Your assignment:
Below are entries; work out how many of their lines include the string "ovpn", and reply with the number only.

Source material:
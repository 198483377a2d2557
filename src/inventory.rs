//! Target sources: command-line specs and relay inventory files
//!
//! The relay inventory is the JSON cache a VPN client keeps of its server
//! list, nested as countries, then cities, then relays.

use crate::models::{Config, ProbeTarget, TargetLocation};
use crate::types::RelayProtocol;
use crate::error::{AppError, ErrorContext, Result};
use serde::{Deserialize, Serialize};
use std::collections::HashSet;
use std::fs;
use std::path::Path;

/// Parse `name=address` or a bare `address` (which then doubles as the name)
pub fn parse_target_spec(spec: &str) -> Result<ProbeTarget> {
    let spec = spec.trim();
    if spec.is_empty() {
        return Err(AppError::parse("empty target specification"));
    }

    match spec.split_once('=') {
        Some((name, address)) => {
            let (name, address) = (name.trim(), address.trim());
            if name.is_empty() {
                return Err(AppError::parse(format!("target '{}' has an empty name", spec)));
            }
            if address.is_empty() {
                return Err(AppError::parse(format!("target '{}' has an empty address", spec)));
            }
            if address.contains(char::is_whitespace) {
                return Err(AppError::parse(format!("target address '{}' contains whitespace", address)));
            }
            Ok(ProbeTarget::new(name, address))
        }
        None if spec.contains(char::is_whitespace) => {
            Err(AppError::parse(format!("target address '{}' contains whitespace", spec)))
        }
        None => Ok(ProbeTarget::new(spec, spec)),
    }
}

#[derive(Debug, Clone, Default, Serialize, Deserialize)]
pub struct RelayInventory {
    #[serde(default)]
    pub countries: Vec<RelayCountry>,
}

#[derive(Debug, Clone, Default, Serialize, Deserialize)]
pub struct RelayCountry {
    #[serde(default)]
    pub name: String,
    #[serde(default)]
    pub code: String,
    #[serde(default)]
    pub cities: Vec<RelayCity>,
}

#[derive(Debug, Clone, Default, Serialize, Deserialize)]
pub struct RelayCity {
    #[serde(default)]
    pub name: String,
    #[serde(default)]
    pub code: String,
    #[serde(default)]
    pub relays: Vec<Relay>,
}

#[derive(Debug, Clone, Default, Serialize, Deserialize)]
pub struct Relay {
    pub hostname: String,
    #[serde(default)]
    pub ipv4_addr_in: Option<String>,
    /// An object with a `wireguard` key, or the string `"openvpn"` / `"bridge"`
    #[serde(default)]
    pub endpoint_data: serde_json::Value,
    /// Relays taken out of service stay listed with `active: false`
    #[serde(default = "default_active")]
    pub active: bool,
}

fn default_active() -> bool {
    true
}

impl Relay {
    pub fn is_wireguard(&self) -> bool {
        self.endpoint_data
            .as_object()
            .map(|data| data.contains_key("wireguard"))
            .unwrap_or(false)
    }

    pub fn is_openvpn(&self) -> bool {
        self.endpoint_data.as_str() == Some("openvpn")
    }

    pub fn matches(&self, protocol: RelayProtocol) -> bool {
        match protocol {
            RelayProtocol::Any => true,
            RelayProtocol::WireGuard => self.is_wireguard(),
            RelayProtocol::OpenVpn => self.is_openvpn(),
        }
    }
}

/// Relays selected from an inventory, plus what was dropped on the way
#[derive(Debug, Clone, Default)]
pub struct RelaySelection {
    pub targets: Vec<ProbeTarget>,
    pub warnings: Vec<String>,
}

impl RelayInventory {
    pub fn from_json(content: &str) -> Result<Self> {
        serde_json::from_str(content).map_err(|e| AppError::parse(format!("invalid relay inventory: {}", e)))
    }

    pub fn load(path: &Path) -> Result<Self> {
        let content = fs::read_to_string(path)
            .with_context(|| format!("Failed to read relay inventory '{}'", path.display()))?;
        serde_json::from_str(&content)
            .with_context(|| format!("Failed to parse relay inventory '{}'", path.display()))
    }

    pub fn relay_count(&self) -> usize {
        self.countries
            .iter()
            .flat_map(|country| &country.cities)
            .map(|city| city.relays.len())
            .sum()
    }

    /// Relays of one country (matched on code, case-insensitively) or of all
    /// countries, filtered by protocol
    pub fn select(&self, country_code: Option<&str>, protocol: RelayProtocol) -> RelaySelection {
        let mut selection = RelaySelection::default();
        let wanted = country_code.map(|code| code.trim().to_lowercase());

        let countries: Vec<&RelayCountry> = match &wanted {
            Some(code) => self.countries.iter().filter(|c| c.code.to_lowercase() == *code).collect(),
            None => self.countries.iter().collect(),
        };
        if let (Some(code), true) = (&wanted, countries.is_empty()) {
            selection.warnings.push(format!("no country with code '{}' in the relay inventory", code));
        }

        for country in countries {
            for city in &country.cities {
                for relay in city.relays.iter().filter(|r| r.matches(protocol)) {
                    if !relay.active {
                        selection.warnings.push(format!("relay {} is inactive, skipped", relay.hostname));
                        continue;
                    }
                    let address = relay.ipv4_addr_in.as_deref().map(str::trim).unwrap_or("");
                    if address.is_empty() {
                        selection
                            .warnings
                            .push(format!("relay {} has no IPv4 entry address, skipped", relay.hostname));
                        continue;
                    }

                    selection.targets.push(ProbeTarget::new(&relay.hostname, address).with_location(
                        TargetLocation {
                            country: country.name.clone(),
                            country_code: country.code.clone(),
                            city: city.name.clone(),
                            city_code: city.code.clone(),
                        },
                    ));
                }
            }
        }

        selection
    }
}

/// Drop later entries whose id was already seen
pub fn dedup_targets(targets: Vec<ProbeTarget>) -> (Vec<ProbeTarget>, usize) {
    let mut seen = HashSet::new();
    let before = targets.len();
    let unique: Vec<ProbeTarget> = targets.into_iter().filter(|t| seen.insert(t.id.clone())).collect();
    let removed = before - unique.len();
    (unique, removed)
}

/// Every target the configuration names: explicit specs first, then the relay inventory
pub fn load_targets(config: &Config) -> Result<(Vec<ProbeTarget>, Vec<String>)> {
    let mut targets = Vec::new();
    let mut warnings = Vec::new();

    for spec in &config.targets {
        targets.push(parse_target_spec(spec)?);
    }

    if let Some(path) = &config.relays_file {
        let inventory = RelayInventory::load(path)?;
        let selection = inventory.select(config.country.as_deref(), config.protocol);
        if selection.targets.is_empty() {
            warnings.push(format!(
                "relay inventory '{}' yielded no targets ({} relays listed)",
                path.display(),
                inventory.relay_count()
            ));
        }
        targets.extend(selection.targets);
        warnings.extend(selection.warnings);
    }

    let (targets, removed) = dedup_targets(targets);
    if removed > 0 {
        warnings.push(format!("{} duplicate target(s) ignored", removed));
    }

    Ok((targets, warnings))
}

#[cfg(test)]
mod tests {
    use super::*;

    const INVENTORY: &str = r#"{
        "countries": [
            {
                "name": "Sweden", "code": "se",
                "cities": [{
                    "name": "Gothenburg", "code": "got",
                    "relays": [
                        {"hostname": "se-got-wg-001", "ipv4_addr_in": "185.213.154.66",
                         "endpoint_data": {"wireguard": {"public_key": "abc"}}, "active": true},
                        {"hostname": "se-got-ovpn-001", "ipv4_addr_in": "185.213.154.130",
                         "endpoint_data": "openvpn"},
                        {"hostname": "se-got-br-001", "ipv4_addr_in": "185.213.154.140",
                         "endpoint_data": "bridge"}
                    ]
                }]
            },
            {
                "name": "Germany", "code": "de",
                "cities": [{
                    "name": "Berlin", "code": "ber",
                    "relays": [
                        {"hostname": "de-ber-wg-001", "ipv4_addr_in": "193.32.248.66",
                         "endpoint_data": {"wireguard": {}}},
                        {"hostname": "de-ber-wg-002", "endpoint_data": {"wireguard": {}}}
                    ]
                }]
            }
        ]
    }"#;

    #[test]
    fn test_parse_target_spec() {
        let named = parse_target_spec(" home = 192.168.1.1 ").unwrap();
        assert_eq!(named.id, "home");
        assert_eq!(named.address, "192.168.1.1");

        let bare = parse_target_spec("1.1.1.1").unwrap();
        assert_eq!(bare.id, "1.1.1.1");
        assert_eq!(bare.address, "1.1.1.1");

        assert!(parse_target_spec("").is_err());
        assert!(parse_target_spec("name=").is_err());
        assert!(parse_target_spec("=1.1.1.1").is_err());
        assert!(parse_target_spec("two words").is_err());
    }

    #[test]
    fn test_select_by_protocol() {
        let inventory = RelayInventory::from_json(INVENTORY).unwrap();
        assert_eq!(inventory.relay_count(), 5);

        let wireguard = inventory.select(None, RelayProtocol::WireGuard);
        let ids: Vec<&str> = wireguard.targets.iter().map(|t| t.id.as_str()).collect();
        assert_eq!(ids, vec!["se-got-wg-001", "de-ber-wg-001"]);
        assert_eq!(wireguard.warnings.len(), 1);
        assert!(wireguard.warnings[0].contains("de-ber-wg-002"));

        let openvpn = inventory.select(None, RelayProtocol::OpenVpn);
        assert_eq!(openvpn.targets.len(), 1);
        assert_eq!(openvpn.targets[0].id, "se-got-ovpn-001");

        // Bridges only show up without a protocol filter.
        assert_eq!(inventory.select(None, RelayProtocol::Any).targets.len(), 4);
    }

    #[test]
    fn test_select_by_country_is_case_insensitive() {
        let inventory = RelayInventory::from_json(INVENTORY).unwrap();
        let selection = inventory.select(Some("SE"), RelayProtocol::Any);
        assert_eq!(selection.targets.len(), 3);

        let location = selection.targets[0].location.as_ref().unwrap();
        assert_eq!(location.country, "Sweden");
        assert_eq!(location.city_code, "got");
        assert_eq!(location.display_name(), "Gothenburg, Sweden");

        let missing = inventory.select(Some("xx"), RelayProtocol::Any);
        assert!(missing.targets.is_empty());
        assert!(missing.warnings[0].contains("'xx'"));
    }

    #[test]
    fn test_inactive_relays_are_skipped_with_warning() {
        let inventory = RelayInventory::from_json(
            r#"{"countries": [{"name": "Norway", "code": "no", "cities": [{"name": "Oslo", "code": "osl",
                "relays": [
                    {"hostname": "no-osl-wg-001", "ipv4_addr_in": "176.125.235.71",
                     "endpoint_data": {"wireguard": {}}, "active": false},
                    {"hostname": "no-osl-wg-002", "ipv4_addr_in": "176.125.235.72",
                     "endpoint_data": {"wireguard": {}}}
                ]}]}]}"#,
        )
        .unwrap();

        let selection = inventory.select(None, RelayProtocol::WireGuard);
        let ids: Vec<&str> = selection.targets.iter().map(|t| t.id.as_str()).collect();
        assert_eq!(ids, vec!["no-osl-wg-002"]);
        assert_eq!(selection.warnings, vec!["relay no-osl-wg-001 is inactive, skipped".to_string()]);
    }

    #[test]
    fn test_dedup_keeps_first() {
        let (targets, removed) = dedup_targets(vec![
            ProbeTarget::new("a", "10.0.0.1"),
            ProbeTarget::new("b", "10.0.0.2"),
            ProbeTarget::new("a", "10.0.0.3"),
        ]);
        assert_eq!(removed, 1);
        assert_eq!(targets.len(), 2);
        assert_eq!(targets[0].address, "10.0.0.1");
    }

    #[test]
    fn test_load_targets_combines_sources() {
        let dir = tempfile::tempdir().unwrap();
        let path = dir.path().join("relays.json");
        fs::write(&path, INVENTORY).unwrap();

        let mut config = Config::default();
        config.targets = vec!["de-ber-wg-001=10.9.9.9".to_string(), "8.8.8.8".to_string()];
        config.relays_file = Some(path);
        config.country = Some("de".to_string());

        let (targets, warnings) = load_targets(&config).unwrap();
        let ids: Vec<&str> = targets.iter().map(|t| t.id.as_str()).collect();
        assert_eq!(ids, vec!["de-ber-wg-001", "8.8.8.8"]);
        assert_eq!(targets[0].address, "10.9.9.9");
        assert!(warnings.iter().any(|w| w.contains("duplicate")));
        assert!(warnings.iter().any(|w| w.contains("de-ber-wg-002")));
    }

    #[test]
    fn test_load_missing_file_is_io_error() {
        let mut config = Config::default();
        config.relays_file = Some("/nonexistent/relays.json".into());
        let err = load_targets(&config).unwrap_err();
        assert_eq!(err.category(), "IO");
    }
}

Task result:
2